Assignment
Once you reach the line containing "Executes the app." in the data below, restate each line word for word up to and including the one containing "directory, if present].".

Extracted records
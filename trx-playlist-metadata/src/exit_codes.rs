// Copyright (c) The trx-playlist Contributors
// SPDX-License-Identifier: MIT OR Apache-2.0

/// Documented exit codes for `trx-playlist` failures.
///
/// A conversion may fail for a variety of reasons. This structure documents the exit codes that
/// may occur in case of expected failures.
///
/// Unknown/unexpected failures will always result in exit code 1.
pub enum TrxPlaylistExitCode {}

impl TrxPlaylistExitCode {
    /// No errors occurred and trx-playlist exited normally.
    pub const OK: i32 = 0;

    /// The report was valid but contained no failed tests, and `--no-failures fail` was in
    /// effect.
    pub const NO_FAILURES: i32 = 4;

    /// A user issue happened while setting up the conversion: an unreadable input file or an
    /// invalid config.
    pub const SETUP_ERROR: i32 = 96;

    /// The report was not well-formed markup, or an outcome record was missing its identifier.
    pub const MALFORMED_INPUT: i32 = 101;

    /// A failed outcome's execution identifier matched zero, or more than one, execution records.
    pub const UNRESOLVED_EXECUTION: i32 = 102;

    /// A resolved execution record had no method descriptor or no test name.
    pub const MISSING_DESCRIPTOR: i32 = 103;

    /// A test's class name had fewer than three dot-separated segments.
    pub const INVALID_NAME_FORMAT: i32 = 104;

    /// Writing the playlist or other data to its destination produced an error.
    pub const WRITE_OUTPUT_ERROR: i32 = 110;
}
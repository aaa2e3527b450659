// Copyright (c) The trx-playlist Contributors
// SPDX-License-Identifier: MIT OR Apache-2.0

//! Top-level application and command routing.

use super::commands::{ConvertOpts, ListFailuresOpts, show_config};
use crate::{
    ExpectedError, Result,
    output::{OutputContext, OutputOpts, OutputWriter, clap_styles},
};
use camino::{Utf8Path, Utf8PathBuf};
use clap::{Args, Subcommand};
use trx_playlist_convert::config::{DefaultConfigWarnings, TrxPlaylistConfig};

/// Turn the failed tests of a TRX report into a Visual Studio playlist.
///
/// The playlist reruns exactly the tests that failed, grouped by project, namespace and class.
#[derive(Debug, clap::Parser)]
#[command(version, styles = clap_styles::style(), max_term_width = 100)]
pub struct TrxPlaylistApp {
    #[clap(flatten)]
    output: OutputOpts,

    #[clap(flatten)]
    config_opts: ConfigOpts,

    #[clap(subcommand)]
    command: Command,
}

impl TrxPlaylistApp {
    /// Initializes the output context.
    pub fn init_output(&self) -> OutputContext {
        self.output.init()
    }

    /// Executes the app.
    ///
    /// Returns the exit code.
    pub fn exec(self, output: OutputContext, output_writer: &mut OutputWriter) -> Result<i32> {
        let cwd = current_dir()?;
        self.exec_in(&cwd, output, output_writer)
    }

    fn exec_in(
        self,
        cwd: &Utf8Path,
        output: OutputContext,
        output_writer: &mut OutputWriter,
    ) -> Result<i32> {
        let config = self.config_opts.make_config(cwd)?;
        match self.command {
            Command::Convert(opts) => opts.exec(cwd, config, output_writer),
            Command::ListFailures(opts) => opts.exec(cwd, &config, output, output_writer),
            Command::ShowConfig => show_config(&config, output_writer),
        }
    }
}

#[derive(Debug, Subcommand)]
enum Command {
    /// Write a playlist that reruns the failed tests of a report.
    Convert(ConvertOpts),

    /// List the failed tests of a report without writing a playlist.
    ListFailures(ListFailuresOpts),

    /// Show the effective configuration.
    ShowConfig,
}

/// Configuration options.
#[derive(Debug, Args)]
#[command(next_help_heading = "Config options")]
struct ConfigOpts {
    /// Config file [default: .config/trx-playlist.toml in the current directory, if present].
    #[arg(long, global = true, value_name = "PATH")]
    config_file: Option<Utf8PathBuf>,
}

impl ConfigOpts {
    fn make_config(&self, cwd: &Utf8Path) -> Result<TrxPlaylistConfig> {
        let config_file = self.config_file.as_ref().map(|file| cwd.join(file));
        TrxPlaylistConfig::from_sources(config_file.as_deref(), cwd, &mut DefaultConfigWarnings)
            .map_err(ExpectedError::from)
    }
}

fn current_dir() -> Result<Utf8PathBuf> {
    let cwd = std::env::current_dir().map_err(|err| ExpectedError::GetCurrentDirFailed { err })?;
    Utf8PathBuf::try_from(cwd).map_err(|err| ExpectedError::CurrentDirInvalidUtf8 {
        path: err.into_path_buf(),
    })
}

Exercise response
    /// Executes the app.
    ///
    /// Returns the exit code.
    pub fn exec(self, output: OutputContext, output_writer: &mut OutputWriter) -> Result<i32> {
        let cwd = current_dir()?;
        self.exec_in(&cwd, output, output_writer)
    }

    fn exec_in(
        self,
        cwd: &Utf8Path,
        output: OutputContext,
        output_writer: &mut OutputWriter,
    ) -> Result<i32> {
        let config = self.config_opts.make_config(cwd)?;
        match self.command {
            Command::Convert(opts) => opts.exec(cwd, config, output_writer),
            Command::ListFailures(opts) => opts.exec(cwd, &config, output, output_writer),
            Command::ShowConfig => show_config(&config, output_writer),
        }
    }
}

#[derive(Debug, Subcommand)]
enum Command {
    /// Write a playlist that reruns the failed tests of a report.
    Convert(ConvertOpts),

    /// List the failed tests of a report without writing a playlist.
    ListFailures(ListFailuresOpts),

    /// Show the effective configuration.
    ShowConfig,
}

/// Configuration options.
#[derive(Debug, Args)]
#[command(next_help_heading = "Config options")]
struct ConfigOpts {
    /// Config file [default: .config/trx-playlist.toml in the current directory, if present].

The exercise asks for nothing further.